Assigned task: Print each record exactly, with no word added or removed.
#### Supplied entries
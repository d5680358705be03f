//! Node-level error type.

use thiserror::Error;

/// Errors returned by a node's lifecycle methods.
///
/// There is no retry classification: production runners keep looping
/// through failures, API runs surface them to the caller.
#[derive(Debug, Error)]
pub enum NodeError {
    /// A required form/config field is absent.
    #[error("missing required field '{field}'")]
    MissingField { field: &'static str },

    /// A field is present but unusable.
    #[error("invalid value for field '{field}': {reason}")]
    InvalidField { field: &'static str, reason: String },

    /// Template rendering or expression evaluation failed.
    #[error("template error: {0}")]
    Template(#[from] minijinja::Error),

    #[error("JSON error: {0}")]
    Json(#[from] serde_json::Error),

    #[error("storage error: {0}")]
    Store(#[from] storage::StoreError),

    #[error("I/O error: {0}")]
    Io(#[from] std::io::Error),

    /// The registry has no factory for the requested type.
    #[error("unknown node type '{requested}'; available types: {available:?}")]
    UnknownType {
        requested: String,
        available: Vec<&'static str>,
    },

    /// `init` found the node unvalidated and not ready.
    #[error("node '{node_id}' is not ready: {errors:?}")]
    NotReady { node_id: String, errors: Vec<String> },

    /// Catch-all runtime failure from a node body.
    #[error("{0}")]
    Failed(String),
}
########
Expected answer:
repository d5680358705be03f
//! Node-level error type.

use thiserror::Error;

/// Errors returned by a node's lifecycle methods.
///
/// There is no retry classification: production runners keep looping
/// through failures, API runs surface them to the caller.
#[derive(Debug, Error)]
pub enum NodeError {
    /// A required form/config field is absent.
    #[error("missing required field '{field}'")]
    MissingField { field: &'static str },

    /// A field is present but unusable.
    #[error("invalid value for field '{field}': {reason}")]
    InvalidField { field: &'static str, reason: String },

    /// Template rendering or expression evaluation failed.
    #[error("template error: {0}")]
    Template(#[from] minijinja::Error),

    #[error("JSON error: {0}")]
    Json(#[from] serde_json::Error),

    #[error("storage error: {0}")]
    Store(#[from] storage::StoreError),

    #[error("I/O error: {0}")]
    Io(#[from] std::io::Error),

    /// The registry has no factory for the requested type.
    #[error("unknown node type '{requested}'; available types: {available:?}")]
    UnknownType {
        requested: String,
        available: Vec<&'static str>,
    },

    /// `init` found the node unvalidated and not ready.
    #[error("node '{node_id}' is not ready: {errors:?}")]
    NotReady { node_id: String, errors: Vec<String> },

    /// Catch-all runtime failure from a node body.
    #[error("{0}")]
    Failed(String),
}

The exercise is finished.